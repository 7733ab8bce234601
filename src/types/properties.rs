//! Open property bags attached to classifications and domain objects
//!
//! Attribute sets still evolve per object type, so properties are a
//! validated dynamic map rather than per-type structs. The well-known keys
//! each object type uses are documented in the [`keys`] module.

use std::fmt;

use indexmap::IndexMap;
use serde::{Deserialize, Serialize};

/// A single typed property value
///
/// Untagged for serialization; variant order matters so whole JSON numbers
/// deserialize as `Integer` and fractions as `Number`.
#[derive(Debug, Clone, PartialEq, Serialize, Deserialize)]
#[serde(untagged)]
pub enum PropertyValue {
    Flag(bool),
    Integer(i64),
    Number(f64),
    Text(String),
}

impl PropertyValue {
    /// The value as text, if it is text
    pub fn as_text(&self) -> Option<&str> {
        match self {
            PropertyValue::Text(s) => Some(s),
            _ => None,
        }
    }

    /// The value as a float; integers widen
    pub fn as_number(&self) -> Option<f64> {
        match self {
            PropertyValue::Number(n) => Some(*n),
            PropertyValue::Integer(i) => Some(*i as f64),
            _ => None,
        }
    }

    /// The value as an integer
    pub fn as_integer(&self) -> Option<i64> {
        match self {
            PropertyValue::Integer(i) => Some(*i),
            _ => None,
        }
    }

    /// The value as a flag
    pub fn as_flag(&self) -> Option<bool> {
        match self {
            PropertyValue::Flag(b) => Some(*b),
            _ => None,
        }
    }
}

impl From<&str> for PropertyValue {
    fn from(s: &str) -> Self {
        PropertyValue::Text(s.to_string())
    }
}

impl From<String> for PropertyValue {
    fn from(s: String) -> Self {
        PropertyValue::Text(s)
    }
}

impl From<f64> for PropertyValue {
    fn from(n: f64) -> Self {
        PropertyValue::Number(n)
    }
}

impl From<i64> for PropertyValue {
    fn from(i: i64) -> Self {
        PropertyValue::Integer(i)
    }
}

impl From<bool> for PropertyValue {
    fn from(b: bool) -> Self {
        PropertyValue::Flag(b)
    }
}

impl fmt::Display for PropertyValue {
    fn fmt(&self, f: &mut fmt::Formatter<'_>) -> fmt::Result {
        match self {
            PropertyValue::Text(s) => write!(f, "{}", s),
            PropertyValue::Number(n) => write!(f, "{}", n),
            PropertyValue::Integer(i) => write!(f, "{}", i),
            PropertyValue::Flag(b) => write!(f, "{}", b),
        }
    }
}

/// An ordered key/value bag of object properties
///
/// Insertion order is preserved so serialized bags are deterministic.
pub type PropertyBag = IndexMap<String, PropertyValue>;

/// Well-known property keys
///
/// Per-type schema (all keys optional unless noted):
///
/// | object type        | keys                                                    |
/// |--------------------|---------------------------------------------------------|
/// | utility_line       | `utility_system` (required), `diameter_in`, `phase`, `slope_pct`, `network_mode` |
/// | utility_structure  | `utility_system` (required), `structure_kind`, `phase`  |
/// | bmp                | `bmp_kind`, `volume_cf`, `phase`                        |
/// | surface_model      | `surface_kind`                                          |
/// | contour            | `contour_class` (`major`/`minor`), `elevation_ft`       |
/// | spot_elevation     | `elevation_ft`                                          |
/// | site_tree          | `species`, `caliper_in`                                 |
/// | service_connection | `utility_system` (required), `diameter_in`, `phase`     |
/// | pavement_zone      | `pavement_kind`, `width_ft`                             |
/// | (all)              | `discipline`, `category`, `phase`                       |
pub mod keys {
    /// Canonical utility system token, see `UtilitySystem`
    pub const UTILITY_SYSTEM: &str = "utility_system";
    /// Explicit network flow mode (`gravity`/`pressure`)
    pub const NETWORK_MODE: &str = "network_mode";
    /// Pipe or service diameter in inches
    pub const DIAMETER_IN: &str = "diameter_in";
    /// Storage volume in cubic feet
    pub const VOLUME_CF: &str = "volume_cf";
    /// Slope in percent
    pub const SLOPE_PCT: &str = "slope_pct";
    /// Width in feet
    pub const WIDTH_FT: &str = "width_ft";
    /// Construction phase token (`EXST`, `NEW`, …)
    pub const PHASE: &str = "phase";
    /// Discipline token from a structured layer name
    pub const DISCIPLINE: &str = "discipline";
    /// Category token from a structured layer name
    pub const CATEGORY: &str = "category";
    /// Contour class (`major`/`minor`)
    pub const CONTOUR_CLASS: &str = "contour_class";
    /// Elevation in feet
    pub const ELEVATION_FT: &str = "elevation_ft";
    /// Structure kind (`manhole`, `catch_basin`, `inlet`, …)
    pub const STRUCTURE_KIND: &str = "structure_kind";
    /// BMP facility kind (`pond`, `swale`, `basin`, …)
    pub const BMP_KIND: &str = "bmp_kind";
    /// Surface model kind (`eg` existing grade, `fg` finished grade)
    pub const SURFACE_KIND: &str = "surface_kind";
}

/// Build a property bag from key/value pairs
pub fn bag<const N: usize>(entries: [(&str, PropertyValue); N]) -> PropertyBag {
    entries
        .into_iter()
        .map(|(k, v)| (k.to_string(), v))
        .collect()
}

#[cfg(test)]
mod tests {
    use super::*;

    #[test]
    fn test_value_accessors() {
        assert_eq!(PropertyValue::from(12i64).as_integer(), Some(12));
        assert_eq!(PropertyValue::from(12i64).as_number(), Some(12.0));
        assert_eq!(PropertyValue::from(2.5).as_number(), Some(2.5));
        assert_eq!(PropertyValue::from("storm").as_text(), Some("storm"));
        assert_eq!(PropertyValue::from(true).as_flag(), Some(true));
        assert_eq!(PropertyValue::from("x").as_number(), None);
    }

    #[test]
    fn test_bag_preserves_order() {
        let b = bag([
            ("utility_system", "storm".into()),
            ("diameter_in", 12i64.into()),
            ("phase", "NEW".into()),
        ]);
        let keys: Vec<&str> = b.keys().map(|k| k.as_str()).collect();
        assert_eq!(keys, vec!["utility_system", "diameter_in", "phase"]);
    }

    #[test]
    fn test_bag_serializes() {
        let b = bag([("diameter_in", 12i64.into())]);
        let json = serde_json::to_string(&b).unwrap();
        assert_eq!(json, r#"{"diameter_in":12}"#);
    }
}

▬▬▬▬▬▬▬▬▬▬

Problem description
Give back, unchanged, the line containing "Elevation in feet" and each line that comes after it in the entries above, ending with the last.

Answer box
    /// Elevation in feet
    pub const ELEVATION_FT: &str = "elevation_ft";
    /// Structure kind (`manhole`, `catch_basin`, `inlet`, …)
    pub const STRUCTURE_KIND: &str = "structure_kind";
    /// BMP facility kind (`pond`, `swale`, `basin`, …)
    pub const BMP_KIND: &str = "bmp_kind";
    /// Surface model kind (`eg` existing grade, `fg` finished grade)
    pub const SURFACE_KIND: &str = "surface_kind";
}

/// Build a property bag from key/value pairs
pub fn bag<const N: usize>(entries: [(&str, PropertyValue); N]) -> PropertyBag {
    entries
        .into_iter()
        .map(|(k, v)| (k.to_string(), v))
        .collect()
}

#[cfg(test)]
mod tests {
    use super::*;

    #[test]
    fn test_value_accessors() {
        assert_eq!(PropertyValue::from(12i64).as_integer(), Some(12));
        assert_eq!(PropertyValue::from(12i64).as_number(), Some(12.0));
        assert_eq!(PropertyValue::from(2.5).as_number(), Some(2.5));
        assert_eq!(PropertyValue::from("storm").as_text(), Some("storm"));
        assert_eq!(PropertyValue::from(true).as_flag(), Some(true));
        assert_eq!(PropertyValue::from("x").as_number(), None);
    }

    #[test]
    fn test_bag_preserves_order() {
        let b = bag([
            ("utility_system", "storm".into()),
            ("diameter_in", 12i64.into()),
            ("phase", "NEW".into()),
        ]);
        let keys: Vec<&str> = b.keys().map(|k| k.as_str()).collect();
        assert_eq!(keys, vec!["utility_system", "diameter_in", "phase"]);
    }

    #[test]
    fn test_bag_serializes() {
        let b = bag([("diameter_in", 12i64.into())]);
        let json = serde_json::to_string(&b).unwrap();
        assert_eq!(json, r#"{"diameter_in":12}"#);
    }
}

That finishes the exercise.